Wir suchen dich. Andrea Jacob und Dominik Bärlocher haben die Geschichte des Pulsmessers Polar aufgerollt und auf einmal realisiert, dass sie einen historischen Auftrag gefasst haben.

Jede x-beliebige Smartwatch hat einen Pulsmesser verbaut. Manche besser, manche schlechter. Frag aber in einem digitec-Shop oder in einem x-beliebigen Sportladen nach dem genauesten Pulsmesser, und die Antwort wird höchstwahrscheinlich «Polar» lauten. Polar waren die ersten, die den Pulsmesser ans Handgelenk gebracht haben, und sie spielen nach wie vor oben mit. Aber es ist ruhig um die Marke. Keine grossen PR-Aktionen, keine Launch Events, kaum Werbung ausserhalb von Fachmagazinen. Ihre neuen Geräte tauchen einfach mal auf, ohne grosses Brimborium, und Sportler glauben nach wie vor daran, kaufen wohl auch genug, dass sich diese Strategie rechtfertigt. Warum also nicht am Marketing sparen?

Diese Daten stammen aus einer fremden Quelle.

//! Per-connection pairing session.
//!
//! One `PairingSession` lives as long as one TCP connection. It routes
//! `/pair-setup` and `/pair-verify` bodies to their state machines and owns
//! the record layer once verify succeeds.

use crate::channel::EncryptedChannel;
use crate::pair_setup::{PairSetup, SetupOutcome};
use crate::pair_verify::{PairVerify, VerifyOutcome};
use crate::traits::IdentityStore;
use hap_core::error::Result;
use hap_crypto::keys::SessionKeys;
use rand::{CryptoRng, RngCore};
use std::sync::Arc;
use tracing::debug;

/// Reply to a pairing request.
#[derive(Debug)]
pub struct Response {
    /// TLV8 body for `application/pairing+tlv8`.
    pub body: Vec<u8>,
    /// Set when this reply completes pair-verify.
    pub established: Option<SessionKeys>,
}

impl Response {
    fn plain(body: Vec<u8>) -> Self {
        Self {
            body,
            established: None,
        }
    }
}

pub struct PairingSession<S: ?Sized, R> {
    store: Arc<S>,
    rng: R,
    setup_code: String,
    verify: PairVerify,
    setup: PairSetup,
    channel: Option<EncryptedChannel>,
    controller_id: Option<String>,
}

impl<S, R> PairingSession<S, R>
where
    S: IdentityStore + ?Sized,
    R: RngCore + CryptoRng,
{
    pub fn new(store: Arc<S>, setup_code: impl Into<String>, rng: R) -> Self {
        Self {
            store,
            rng,
            setup_code: setup_code.into(),
            verify: PairVerify::new(),
            setup: PairSetup::new(),
            channel: None,
            controller_id: None,
        }
    }

    /// Handle a `/pair-verify` body.
    ///
    /// On success the record layer is installed. The returned body must
    /// still be sent in plaintext.
    pub fn handle_pair_verify(&mut self, body: &[u8]) -> Result<Response> {
        match self.verify.handle(body, &*self.store, &mut self.rng)? {
            VerifyOutcome::Continue(body) => Ok(Response::plain(body)),
            VerifyOutcome::Established {
                response,
                keys,
                controller_id,
            } => {
                self.channel = Some(EncryptedChannel::new(keys.clone()));
                self.controller_id = Some(controller_id);
                Ok(Response {
                    body: response,
                    established: Some(keys),
                })
            }
            VerifyOutcome::Rejected { response, reason } => {
                debug!(kind = ?reason.kind(), "Pair-verify rejected: {}", reason);
                Ok(Response::plain(response))
            }
        }
    }

    /// Handle a `/pair-setup` body.
    pub fn handle_pair_setup(&mut self, body: &[u8]) -> Result<Response> {
        let outcome = self
            .setup
            .handle(body, &*self.store, &self.setup_code, &mut self.rng)?;
        if let SetupOutcome::Rejected { reason, .. } = &outcome {
            debug!(kind = ?reason.kind(), "Pair-setup rejected: {}", reason);
        }
        let body = match outcome {
            SetupOutcome::Continue(body)
            | SetupOutcome::Paired { response: body, .. }
            | SetupOutcome::Rejected { response: body, .. } => body,
        };
        Ok(Response::plain(body))
    }

    /// Whether the record layer is active.
    pub fn is_secure(&self) -> bool {
        self.channel.is_some()
    }

    pub fn channel_mut(&mut self) -> Option<&mut EncryptedChannel> {
        self.channel.as_mut()
    }

    /// Hand the record layer to the caller, e.g. to wrap the socket.
    pub fn take_channel(&mut self) -> Option<EncryptedChannel> {
        self.channel.take()
    }

    /// Controller authenticated by the last successful pair-verify.
    pub fn controller_id(&self) -> Option<&str> {
        self.controller_id.as_deref()
    }

    pub fn store(&self) -> &Arc<S> {
        &self.store
    }
}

Andrea Jacob, ihres Zeichens Category Marketing Manager, knallt mir ein Couvert auf den Tisch. Über dem Etikett das Logo Polars. Darunter mein Name. Warum hat Andrea dieses Couvert? Mein Gefühlszustand ist irgendwo zwischen desinteressiert und verwirrt. Was will die jetzt von mir?

«Was soll ich damit», frage ich.

«Jetzt mach schon auf», sagt sie. Irgendwie ist sie viel begeisterter ob dem Couvert als ich.

Okay, dann mach ich mal. Uralte Polar-Uhren.

«Gut, was?»

Andrea ist immer noch begeisterter als ich. Ich blicke sie fragend an.

«Wir vergleichen die alten Geräte jetzt mit dem neuesten Tracker», sagt sie.

Okay, das kann gut werden. Denn wenn schon vor x Jahren ein Tracker den Puls akkurat gemessen hat, warum also Innovation betreiben? Einfach nur, damit Leute jedes Jahr ein neues Modell kaufen und sich dann besser fühlen?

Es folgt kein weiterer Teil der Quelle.